In cruise after cruise, submerging at first light and surfacing after dark, Heidtmann and his crew sought their prey. On November 27, 1941, they torpedoed a small Australian warship, the
Parramatta
, off Bardia on the coast of North Africa. And twenty-four action-filled hours began just after midnight of December 23, when they detected the shadowy apparent shape of a cruiser to the west and fired a spread of four torpedoes, all of which missed. They then lost contact, dived, were attacked by bombers, and surfaced. Sighting a two-freighter convoy, the U-559 fired three torpedoes as the ships overlapped in her line of vision. One torpedo sank, and the other two ran on the surface, striking the second freighter amidships and sinking it at once. Heidtmann and his men tried to attack the other steamer but could not approach because of its three escorts. They fired a torpedo at one of the destroyers, then saw it avoid the torpedo and turn and approach their submarine. They dived. They heard a weak detonation and then a very loud one that shook the boat. After sneaking away to the northwest, they heard weak propeller noise to the west and seven depth charges not very close; at 11:40
P.M.
, they
surfaced and breathed deeply of the fresh salt air. Three days later, in the same area off the coast of Libya, where Hitler hoped to cut off British supplies to Tobruk, the U-559 sank a Polish steamer. Cruises like this earned Heidtmann the Knight’s Cross and compliments from Dönitz such as “Decisively and well carried out operation.”

At 4
P.M.
on September 29, 1942, the U-559 sailed from the Sicilian port of Messina on her tenth cruise. She headed for grid square CP 3468, which covered part of the eastern Mediterranean just south of Turkey, close to the Syrian port of Latakia. Three days later U-Boat Command radioed Heidtmann’s operational orders: “Free hunt off Palestine and Egyptian coast. Point of main effort: supply routes Alexandria-Port Said to Beirut, Haifa, Jaffa.” Over the next several days, U-Boat Command passed on an agent’s report that a British cruiser division in Haifa was expected to sail soon, listed the ships that were in the harbor at Beirut, and notified Heidtmann that a spy said two British steamers were sailing on October 10 from Port Said for the Turkish port of İskenderun, close to his operating area. On October 17, Dönitz moved Heidtmann’s operating area south, to the west of Haifa, then farther west into the Mediterranean. But neither these moves nor the information that a German airplane had sighted a three-vessel convoy with escorts a few hundred miles to the southwest helped him sink any ships on this cruise. So, late in the evening of October 29, after asking him to report the weather if possible, Dönitz told Heidtmann to return to Messina after he had used up his fuel and armament. In the early morning hours of the thirtieth, the U-559, using its Short Weather Cipher, transmitted the requested meteorological report.

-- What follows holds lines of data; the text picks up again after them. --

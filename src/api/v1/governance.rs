use axum::{
    extract::{Path, State},
    Json,
};
use ethers::signers::Signer;
use tracing::info;

use crate::api::dto::{CastVoteRequest, LatestProposalResponse, ProposalVotesResponse, SelectProposalRequest};
use crate::api::errors::{ApiError, ApiResult};
use crate::api::validation::Validator;
use crate::application::queries;
use crate::domain::errors::ContractError;
use crate::domain::models::{CastVoteResponse, ProposalDetails};
use crate::domain::session::SelectedProposal;
use crate::handlers::AppState;

pub async fn get_latest_proposal(
    State(app_state): State<AppState>,
    Path(chain_id): Path<u64>,
) -> ApiResult<Json<LatestProposalResponse>> {
    let proposal = queries::last_proposal(app_state.client.as_ref(), chain_id).await?;
    Ok(Json(LatestProposalResponse { proposal }))
}

pub async fn get_proposal_by_index(
    State(app_state): State<AppState>,
    Path((chain_id, index)): Path<(u64, u64)>,
) -> ApiResult<Json<ProposalDetails>> {
    let proposal = queries::proposal_by_index(app_state.client.as_ref(), index, chain_id).await?;
    Ok(Json(proposal))
}

/// Tally, shares and, once voting has opened, quorum progress of a proposal
pub async fn get_proposal_votes(
    State(app_state): State<AppState>,
    Path((chain_id, proposal_id)): Path<(u64, String)>,
) -> ApiResult<Json<ProposalVotesResponse>> {
    let id = Validator::parse_proposal_id(&proposal_id, "proposal_id")?;
    let reader = app_state.client.as_ref();

    let (tally, state, quorum) = queries::proposal_vote_status(reader, id, chain_id).await?;

    Ok(Json(ProposalVotesResponse {
        proposal_id: id.to_string(),
        state,
        tally,
        percentages: tally.percentages(),
        quorum: quorum.map(|quorum| tally.quorum_progress(quorum)),
    }))
}

/// Cast a vote with the server wallet
pub async fn cast_vote(
    State(app_state): State<AppState>,
    Path((chain_id, proposal_id)): Path<(u64, String)>,
    Json(request): Json<CastVoteRequest>,
) -> ApiResult<Json<CastVoteResponse>> {
    let id = Validator::parse_proposal_id(&proposal_id, "proposal_id")?;
    let wallet = app_state.wallet.as_deref().ok_or(ContractError::WalletNotConnected)?;
    if wallet.chain_id() != chain_id {
        return Err(ApiError::bad_request(format!(
            "Server wallet is bound to chain {}, not {}",
            wallet.chain_id(),
            chain_id
        )));
    }

    let response = queries::cast_vote(app_state.client.as_ref(), id, request.support, Some(wallet)).await?;
    Ok(Json(response))
}

/// Ask the proposal backend to draft and submit a new proposal
pub async fn draft_proposal(
    State(app_state): State<AppState>,
    Path(chain_id): Path<u64>,
) -> ApiResult<Json<serde_json::Value>> {
    let response = app_state.backend.submit_proposal_creation(chain_id).await?;
    info!("Proposal drafted on chain {}", chain_id);
    Ok(Json(response))
}

pub async fn execute_proposal(
    State(app_state): State<AppState>,
    Path(chain_id): Path<u64>,
) -> ApiResult<Json<serde_json::Value>> {
    let response = app_state.backend.execute_proposal_creation(chain_id).await?;
    info!("Proposal executed on chain {}", chain_id);
    Ok(Json(response))
}

pub async fn get_selected_proposal(State(app_state): State<AppState>) -> Json<Option<SelectedProposal>> {
    Json(app_state.session.selected_proposal())
}

/// Open a proposal; it must exist on the chain
pub async fn select_proposal(
    State(app_state): State<AppState>,
    Json(request): Json<SelectProposalRequest>,
) -> ApiResult<Json<SelectedProposal>> {
    let proposal = queries::proposal_by_index(app_state.client.as_ref(), request.index, request.chain_id).await?;
    let selected = SelectedProposal {
        chain_id: request.chain_id,
        index: proposal.index,
        proposal_id: proposal.proposal_id,
    };

    app_state.session.select_proposal(Some(selected.clone()));
    Ok(Json(selected))
}

pub async fn clear_selected_proposal(State(app_state): State<AppState>) -> Json<Option<SelectedProposal>> {
    app_state.session.select_proposal(None);
    Json(None)
}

A little before dawn that same day, a Sunderland flying boat reported a radar contact, “possibly a submarine,” in the eastern Mediterranean roughly halfway between Port Said, at the northern end of the Suez Canal, and Tel Aviv in Palestine. Four destroyers were ordered to search the area. Among them was H.M.S.
Petard
.

Built in Newcastle and launched into the brown waters of the River Tyne on a rainy day in March 1941, the
Petard
was one of eight P-class (for
Pakenham
) fleet destroyers. She had a handsome trawler bow, a single funnel, and a top speed of 32 knots, with great maneuverability at high speed and stability in bad seas. As her main battery she carried only four 4-inch guns, but she was otherwise well armed with eight torpedo tubes, one hundred depth charges, and two sets of depth-charge throwers. Her nine officers had individual cabins; the 211 ratings slept in hammocks.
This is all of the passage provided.